### Your instructions
Of the material below, only the lines from the line containing "pub fn alias_name(&self)" down to the line containing "pub(crate) fn qualified_or(&self, table: Option<&str>)" belong in the answer, written out exactly.

*** Extracted data ***

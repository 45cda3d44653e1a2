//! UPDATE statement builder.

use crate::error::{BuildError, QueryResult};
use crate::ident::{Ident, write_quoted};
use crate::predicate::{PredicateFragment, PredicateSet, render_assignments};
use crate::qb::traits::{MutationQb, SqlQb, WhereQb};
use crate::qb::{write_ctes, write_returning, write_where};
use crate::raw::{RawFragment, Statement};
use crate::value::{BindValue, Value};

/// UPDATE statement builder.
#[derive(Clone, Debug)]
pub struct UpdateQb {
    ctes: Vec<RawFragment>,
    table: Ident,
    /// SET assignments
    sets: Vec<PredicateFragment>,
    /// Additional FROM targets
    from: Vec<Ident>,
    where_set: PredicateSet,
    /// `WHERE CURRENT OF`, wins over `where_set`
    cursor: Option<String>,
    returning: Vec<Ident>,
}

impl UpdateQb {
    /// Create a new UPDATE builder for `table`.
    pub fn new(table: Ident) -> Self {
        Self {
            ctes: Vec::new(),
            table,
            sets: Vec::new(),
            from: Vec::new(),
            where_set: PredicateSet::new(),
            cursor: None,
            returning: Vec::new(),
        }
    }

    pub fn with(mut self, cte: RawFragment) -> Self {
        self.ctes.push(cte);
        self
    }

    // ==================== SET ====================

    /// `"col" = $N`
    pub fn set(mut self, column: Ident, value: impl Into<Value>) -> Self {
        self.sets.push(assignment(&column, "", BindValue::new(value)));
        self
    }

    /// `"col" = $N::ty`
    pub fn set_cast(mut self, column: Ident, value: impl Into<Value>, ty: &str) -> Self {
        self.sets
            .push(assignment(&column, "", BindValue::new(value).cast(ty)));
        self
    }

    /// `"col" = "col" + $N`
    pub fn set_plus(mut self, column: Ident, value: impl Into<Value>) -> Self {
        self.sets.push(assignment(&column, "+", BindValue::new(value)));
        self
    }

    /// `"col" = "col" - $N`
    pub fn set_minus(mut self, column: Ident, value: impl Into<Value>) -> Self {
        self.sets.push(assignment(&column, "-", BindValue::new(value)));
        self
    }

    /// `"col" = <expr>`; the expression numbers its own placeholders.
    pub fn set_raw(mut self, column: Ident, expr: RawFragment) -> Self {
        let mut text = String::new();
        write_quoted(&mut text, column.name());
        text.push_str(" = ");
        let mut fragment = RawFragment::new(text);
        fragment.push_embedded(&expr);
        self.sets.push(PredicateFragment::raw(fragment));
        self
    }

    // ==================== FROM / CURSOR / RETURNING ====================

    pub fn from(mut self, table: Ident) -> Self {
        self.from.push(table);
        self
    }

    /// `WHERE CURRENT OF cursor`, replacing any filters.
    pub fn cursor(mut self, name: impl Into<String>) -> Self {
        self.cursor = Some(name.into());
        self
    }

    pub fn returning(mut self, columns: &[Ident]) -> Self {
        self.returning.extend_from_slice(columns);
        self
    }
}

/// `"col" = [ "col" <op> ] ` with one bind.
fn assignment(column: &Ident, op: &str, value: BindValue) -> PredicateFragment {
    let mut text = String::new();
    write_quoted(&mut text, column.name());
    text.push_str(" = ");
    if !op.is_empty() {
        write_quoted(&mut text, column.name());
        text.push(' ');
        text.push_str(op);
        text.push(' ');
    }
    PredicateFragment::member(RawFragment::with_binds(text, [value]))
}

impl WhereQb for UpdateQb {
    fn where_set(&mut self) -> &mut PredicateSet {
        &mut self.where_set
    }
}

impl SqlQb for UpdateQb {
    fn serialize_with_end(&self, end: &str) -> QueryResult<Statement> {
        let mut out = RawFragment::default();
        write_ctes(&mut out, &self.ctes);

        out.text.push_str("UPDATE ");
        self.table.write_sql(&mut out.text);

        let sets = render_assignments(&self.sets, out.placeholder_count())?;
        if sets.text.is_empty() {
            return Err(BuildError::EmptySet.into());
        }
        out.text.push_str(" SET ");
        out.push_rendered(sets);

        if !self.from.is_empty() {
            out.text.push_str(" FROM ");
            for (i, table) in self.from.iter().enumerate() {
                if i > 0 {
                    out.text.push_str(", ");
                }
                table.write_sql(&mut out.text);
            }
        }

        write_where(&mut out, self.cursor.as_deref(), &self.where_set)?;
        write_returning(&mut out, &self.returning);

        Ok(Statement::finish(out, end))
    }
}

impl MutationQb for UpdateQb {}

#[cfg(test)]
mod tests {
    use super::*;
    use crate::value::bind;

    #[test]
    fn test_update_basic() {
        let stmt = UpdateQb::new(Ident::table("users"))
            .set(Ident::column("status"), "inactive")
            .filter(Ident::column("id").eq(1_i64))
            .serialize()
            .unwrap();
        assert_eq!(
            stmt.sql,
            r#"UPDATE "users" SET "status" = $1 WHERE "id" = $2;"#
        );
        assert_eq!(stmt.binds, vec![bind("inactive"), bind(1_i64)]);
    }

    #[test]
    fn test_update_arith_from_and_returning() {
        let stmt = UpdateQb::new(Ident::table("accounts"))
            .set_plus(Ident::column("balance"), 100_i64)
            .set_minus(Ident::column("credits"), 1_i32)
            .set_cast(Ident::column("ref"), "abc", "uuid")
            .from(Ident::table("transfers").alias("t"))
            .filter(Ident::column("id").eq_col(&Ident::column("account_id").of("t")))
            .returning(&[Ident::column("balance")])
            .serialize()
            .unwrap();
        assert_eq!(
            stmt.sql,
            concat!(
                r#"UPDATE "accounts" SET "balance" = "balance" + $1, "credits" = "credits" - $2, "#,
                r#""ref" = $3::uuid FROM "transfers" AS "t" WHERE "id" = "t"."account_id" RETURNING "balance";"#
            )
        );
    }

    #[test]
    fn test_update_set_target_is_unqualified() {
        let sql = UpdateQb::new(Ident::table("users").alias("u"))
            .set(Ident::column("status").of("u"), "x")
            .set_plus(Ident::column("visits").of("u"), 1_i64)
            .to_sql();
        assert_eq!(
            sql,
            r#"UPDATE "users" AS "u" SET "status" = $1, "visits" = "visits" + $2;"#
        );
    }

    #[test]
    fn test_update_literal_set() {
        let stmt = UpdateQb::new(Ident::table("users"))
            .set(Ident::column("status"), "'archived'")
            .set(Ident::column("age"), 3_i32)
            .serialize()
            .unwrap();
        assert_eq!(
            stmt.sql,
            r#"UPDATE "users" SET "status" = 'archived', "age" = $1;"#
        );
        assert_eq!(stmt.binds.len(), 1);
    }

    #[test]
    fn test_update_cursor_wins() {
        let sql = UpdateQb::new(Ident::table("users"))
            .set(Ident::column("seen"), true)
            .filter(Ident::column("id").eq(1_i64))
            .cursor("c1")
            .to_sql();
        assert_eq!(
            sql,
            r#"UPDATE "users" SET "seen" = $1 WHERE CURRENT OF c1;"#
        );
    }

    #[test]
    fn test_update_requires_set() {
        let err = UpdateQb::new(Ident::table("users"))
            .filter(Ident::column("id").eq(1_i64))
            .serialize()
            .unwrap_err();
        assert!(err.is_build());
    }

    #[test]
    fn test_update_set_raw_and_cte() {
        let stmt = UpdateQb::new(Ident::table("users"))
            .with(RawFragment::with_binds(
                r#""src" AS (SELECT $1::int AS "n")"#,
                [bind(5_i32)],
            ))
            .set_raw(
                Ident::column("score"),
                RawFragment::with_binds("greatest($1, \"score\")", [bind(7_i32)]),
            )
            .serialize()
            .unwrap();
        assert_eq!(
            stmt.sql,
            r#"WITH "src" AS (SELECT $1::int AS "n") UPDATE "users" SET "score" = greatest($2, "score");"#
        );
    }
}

***
*** Extracted data ***

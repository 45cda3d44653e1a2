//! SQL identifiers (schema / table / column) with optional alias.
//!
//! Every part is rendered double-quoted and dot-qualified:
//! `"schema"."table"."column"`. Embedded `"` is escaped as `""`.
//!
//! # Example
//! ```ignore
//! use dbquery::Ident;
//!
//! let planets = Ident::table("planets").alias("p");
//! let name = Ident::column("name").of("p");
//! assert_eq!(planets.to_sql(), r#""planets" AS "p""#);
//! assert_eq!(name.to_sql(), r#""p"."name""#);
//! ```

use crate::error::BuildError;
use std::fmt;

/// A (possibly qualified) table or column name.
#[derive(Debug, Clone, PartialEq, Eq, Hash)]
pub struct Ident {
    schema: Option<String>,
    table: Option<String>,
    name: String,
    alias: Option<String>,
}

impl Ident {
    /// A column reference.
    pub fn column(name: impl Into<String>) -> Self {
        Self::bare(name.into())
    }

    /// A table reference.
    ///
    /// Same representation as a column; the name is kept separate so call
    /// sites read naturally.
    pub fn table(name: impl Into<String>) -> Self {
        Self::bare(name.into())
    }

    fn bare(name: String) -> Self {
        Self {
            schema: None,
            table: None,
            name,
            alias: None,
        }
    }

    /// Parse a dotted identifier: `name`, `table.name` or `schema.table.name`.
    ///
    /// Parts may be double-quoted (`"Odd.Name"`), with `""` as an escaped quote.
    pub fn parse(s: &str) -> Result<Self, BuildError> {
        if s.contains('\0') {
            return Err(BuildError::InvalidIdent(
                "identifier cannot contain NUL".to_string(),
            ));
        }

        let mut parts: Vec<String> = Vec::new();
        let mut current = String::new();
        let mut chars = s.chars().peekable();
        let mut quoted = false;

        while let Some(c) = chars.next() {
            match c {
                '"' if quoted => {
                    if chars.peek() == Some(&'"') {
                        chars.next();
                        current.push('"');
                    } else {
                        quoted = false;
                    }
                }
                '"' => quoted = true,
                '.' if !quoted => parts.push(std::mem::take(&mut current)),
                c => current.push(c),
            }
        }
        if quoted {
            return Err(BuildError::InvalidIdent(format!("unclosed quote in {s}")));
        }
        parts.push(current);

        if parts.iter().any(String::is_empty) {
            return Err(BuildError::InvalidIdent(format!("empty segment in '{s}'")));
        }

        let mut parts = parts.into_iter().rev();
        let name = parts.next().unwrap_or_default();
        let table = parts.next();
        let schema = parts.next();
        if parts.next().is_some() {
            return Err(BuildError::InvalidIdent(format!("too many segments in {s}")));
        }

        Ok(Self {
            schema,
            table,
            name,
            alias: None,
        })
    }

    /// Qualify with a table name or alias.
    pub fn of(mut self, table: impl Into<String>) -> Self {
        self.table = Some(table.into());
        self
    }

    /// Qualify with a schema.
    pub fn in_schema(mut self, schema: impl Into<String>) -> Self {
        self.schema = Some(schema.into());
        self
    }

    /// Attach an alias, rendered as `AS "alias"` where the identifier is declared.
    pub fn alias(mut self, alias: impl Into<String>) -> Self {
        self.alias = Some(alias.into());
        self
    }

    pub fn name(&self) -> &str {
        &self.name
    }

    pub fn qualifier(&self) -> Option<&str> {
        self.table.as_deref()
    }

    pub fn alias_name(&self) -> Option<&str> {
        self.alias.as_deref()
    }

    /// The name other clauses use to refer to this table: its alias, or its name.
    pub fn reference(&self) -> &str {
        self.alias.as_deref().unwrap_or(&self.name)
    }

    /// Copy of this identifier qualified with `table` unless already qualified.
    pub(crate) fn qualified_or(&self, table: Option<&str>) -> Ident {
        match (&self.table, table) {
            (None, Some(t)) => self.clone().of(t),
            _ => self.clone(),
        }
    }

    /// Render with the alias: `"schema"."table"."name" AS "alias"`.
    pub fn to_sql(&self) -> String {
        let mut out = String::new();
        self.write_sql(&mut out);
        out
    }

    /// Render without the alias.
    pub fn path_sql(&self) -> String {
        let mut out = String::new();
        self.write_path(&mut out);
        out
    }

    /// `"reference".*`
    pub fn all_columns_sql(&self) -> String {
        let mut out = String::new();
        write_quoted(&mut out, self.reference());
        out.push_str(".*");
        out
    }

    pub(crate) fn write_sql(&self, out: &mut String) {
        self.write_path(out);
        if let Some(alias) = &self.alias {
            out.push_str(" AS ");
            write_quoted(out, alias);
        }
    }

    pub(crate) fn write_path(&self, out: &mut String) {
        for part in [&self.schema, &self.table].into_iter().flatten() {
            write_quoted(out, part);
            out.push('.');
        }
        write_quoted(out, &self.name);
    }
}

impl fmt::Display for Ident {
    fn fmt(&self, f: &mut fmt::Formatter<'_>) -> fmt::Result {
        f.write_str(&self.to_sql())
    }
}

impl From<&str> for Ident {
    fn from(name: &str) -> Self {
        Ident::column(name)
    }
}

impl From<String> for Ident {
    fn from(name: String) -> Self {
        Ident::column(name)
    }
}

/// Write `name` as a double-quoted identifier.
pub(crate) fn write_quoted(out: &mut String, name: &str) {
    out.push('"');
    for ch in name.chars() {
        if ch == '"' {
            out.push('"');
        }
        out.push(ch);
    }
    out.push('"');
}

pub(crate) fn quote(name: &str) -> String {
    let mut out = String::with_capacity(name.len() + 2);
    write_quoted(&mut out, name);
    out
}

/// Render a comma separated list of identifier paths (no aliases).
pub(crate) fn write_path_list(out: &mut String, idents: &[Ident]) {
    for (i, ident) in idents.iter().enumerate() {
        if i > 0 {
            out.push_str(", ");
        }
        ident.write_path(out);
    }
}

***

### Written answer
    pub fn alias_name(&self) -> Option<&str> {
        self.alias.as_deref()
    }

    /// The name other clauses use to refer to this table: its alias, or its name.
    pub fn reference(&self) -> &str {
        self.alias.as_deref().unwrap_or(&self.name)
    }

    /// Copy of this identifier qualified with `table` unless already qualified.
    pub(crate) fn qualified_or(&self, table: Option<&str>) -> Ident {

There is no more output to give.